Kогда вспомнит обо мне Всевышний? Видимо, уже никогда. На одной привычке мне долго не протянуть; скоро я разбегусь по паркету по шайбочкам, колесикам и пружинкам. Но однажды я вышел из метро; вода в канале была отменно черной, с пляшущим блеском, я даже не заметил там белую пластмассовую канистру и еще две болтающиеся дряни, на мосту тихо играли на гитаре “Санта Лючию” на задумчивый, перебирающий лад, в храме Спаса на Крови мне примерещилось что-то необыкновенное, от чего даже вспомнился Рерих, а задымленная как будто прожекторным светом желтая Итальянская была и вовсе вратами в иные миры; дома я лег на кровать и почувствовал лопатками ее прохладу, и это было здорово — чувствовать ее…
…кто-то где-то про меня вспомнил…
Мощи
Я живу в хаосе. Но снаружи все ровно-ровно. Как у мумии. Или у мощей. Я стал мощами имени себя. Я жду паломников.
Моя муза
Я никогда не видел своей музы. Она всегда стоит в тени, в сумраке, спиной ко мне, в каком-то странном помещении — как будто в заброшенном чердаке какой-то заброшенной дачи. В помещении полный, безнадежный бардак, — как-то он ухитрился здесь образоваться, несмотря на крайне малое количество предметов. Одета она так же скудно, как и помещение, в котором она находится: на ней обноски с разных плеч и ног. Нет, это не лохмотья, все добротное, но исключительно функциональное — нет потертостей, заплат, тем более дыр. Разные люди вынули все лежалое из сундуков, то, что все равно они носить не будут, и отдали ей, чтоб не мерзла и чтоб голой не ходила. Что до ее лица, то я бы все равно его не увидел, если бы она даже и обернулась: оно все равно оказалось бы в тени.
Поезд
Я представляю себя поездом, едущим в гору, хотя наклон очень небольшой, его почти не заметно. Но иногда происходит следующее: вагон отцепляется и начинает медленно-медленно ехать назад, под гору, отдаляясь от остального поезда все дальше и дальше.

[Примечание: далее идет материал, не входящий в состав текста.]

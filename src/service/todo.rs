//! CRUD over the `todos` table.

use sqlx::{QueryBuilder, Sqlite, SqlitePool};

use crate::model::{Todo, TodoError};

const INSERT: &str = "INSERT INTO todos(subject, description) VALUES(?, ?)";
const CONFIRM: &str =
    "SELECT id, subject, description, created_at, updated_at FROM todos WHERE id = ?";
const READ: &str =
    "SELECT id, subject, description, created_at, updated_at FROM todos ORDER BY id DESC LIMIT ?";
const READ_BEFORE: &str = "SELECT id, subject, description, created_at, updated_at FROM todos \
                           WHERE id < ? ORDER BY id DESC LIMIT ?";
const UPDATE: &str = "UPDATE todos SET subject = ?, description = ? WHERE id = ?";

/// Ids bound per `DELETE` statement; SQLite caps host parameters at 32766.
const DELETE_CHUNK: usize = 10_000;

/// TODO persistence service backed by a SQLite pool.
#[derive(Debug, Clone)]
pub struct TodoService {
    pool: SqlitePool,
}

impl TodoService {
    pub fn new(pool: SqlitePool) -> Self {
        Self { pool }
    }

    pub fn pool(&self) -> &SqlitePool {
        &self.pool
    }

    /// Insert a TODO and read it back so store-assigned fields are populated.
    pub async fn create_todo(&self, subject: &str, description: &str) -> Result<Todo, TodoError> {
        let result = sqlx::query(INSERT)
            .bind(subject)
            .bind(description)
            .execute(&self.pool)
            .await?;
        let id = result.last_insert_rowid();

        let todo = sqlx::query_as::<_, Todo>(CONFIRM)
            .bind(id)
            .fetch_one(&self.pool)
            .await?;

        tracing::debug!(id, "TODO created");
        Ok(todo)
    }

    /// Keyset pagination, newest first.
    ///
    /// `prev_id == 0` starts from the newest row; otherwise only rows with
    /// `id < prev_id` are returned. `size <= 0` yields an empty page without
    /// touching the store.
    pub async fn read_todos(&self, prev_id: i64, size: i64) -> Result<Vec<Todo>, TodoError> {
        if size <= 0 {
            return Ok(Vec::new());
        }

        let todos = if prev_id > 0 {
            sqlx::query_as::<_, Todo>(READ_BEFORE)
                .bind(prev_id)
                .bind(size)
                .fetch_all(&self.pool)
                .await?
        } else {
            sqlx::query_as::<_, Todo>(READ)
                .bind(size)
                .fetch_all(&self.pool)
                .await?
        };

        Ok(todos)
    }

    /// Update subject and description, returning the row as committed.
    ///
    /// The UPDATE and the read-back share one transaction.
    pub async fn update_todo(
        &self,
        id: i64,
        subject: &str,
        description: &str,
    ) -> Result<Todo, TodoError> {
        let mut tx = self.pool.begin().await?;

        let result = sqlx::query(UPDATE)
            .bind(subject)
            .bind(description)
            .bind(id)
            .execute(&mut *tx)
            .await?;

        if result.rows_affected() == 0 {
            tx.rollback().await?;
            return Err(TodoError::NotFound);
        }

        let todo = sqlx::query_as::<_, Todo>(CONFIRM)
            .bind(id)
            .fetch_one(&mut *tx)
            .await?;

        tx.commit().await?;

        tracing::debug!(id, "TODO updated");
        Ok(todo)
    }

    /// Delete every row whose id is in `ids`.
    ///
    /// Ids are bound in chunks below SQLite's variable limit, all inside one
    /// transaction. Fails with `NotFound` only when nothing was deleted; a
    /// partial match succeeds.
    pub async fn delete_todos(&self, ids: &[i64]) -> Result<(), TodoError> {
        if ids.is_empty() {
            return Ok(());
        }

        let mut tx = self.pool.begin().await?;
        let mut deleted = 0;
        for chunk in ids.chunks(DELETE_CHUNK) {
            let mut query: QueryBuilder<Sqlite> =
                QueryBuilder::new("DELETE FROM todos WHERE id IN (");
            let mut separated = query.separated(", ");
            for id in chunk {
                separated.push_bind(*id);
            }
            separated.push_unseparated(")");

            deleted += query.build().execute(&mut *tx).await?.rows_affected();
        }

        if deleted == 0 {
            tx.rollback().await?;
            return Err(TodoError::NotFound);
        }
        tx.commit().await?;

        tracing::debug!(requested = ids.len(), deleted, "TODOs deleted");
        Ok(())
    }
}
//! Client operating system detection from `User-Agent`.

use axum::{
    body::Body,
    http::{header, Request},
};

use woothee::parser::Parser;

use super::{BoxResponseFuture, Interceptor, Next};

/// Label used when the OS cannot be determined.
pub const UNKNOWN_OS: &str = "Unknown";

/// Normalized client OS, stored as a request extension.
#[derive(Debug, Clone, PartialEq, Eq)]
pub struct ClientOs(pub String);

impl ClientOs {
    pub fn unknown() -> Self {
        Self(UNKNOWN_OS.to_string())
    }

    pub fn as_str(&self) -> &str {
        &self.0
    }
}

impl std::fmt::Display for ClientOs {
    fn fmt(&self, f: &mut std::fmt::Formatter<'_>) -> std::fmt::Result {
        f.write_str(&self.0)
    }
}

/// Folds woothee's OS names (e.g. `Windows 10`, `Mac OSX`, `iPhone`) into
/// one label per platform. Names not listed pass through unchanged.
fn normalize(os: &str) -> &str {
    match os {
        "" | "UNKNOWN" => UNKNOWN_OS,
        "Mac OSX" => "macOS",
        "iPhone" | "iPad" | "iPod" | "iOS" => "iOS",
        os if os.starts_with("Windows Phone") => "Windows Phone",
        os if os.starts_with("Windows") => "Windows",
        os if os.starts_with("BlackBerry") => "BlackBerry",
        os => os,
    }
}

/// Map a raw `User-Agent` value to a normalized OS label.
pub fn parse_os(user_agent: &str) -> ClientOs {
    Parser::new()
        .parse(user_agent)
        .map(|result| ClientOs(normalize(result.os).to_string()))
        .unwrap_or_else(ClientOs::unknown)
}

#[derive(Debug, Clone, Copy, Default)]
pub struct OsExtractor;

impl Interceptor for OsExtractor {
    fn name(&self) -> &'static str {
        "os_extractor"
    }

    fn intercept<'a>(&'a self, mut request: Request<Body>, next: Next<'a>) -> BoxResponseFuture<'a> {
        let user_agent = request
            .headers()
            .get(header::USER_AGENT)
            .and_then(|v| v.to_str().ok())
            .unwrap_or_default();
        let os = parse_os(user_agent);

        tracing::debug!(os = %os, user_agent = %user_agent, "Parsed client OS");

        request.extensions_mut().insert(os);
        next.run(request)
    }
}
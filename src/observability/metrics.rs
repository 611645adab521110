//! Metrics collection and exposition.
//!
//! # Metrics
//! - `todo_requests_total` (counter): requests by method, path, status
//! - `todo_request_duration_seconds` (histogram): latency distribution
//! - `todo_requests_in_flight` (gauge): requests currently being served
//!
//! # Design Decisions
//! - Recording is a no-op until an exporter is installed
//! - The Prometheus exporter is optional and off by default

use std::net::SocketAddr;
use std::time::Instant;

use metrics::{counter, gauge, histogram};
use metrics_exporter_prometheus::{BuildError, PrometheusBuilder};

/// Install the Prometheus exporter with its own HTTP listener.
pub fn init_metrics(addr: SocketAddr) -> Result<(), BuildError> {
    PrometheusBuilder::new().with_http_listener(addr).install()?;
    tracing::info!(address = %addr, "Metrics exporter listening");
    Ok(())
}

/// Record one completed request.
pub fn record_request(method: &str, path: &str, status: u16, start: Instant) {
    let labels = [
        ("method", method.to_string()),
        ("path", path.to_string()),
        ("status", status.to_string()),
    ];
    counter!("todo_requests_total", &labels).increment(1);
    histogram!("todo_request_duration_seconds", &labels).record(start.elapsed().as_secs_f64());
}

pub fn set_in_flight(count: usize) {
    gauge!("todo_requests_in_flight").set(count as f64);
}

Но пока что от меня отцепился и поехал назад только один вагон, самый последний — детство. Отцепился ли? Не знаю, болезнь прошедшим, утраченным детством куда-то подевалась. Меня уже не тянет раздирать себя воспоминаниями о нем, не тянет описывать его, воссоздавать миг за мигом. Ну, было. И что теперь? Ничего. Вот именно — ничего.
“Жизнь давно сожжена и рассказана”. Автор этой строчки — Блок.
А может, и вагон отрочества-юности (не могу их различить) тоже уже отцепился, и мы теперь удаляемся друг от друга. Хотя последний свой долг этому периоду жизни я еще, как мне кажется, не отдал.
А потом и сам паровоз остановится и поедет не торопясь вниз, не торопясь разгоняясь. Скоро он скроется из глаз всех, кто пришел посмотреть, и этим закончится история меня.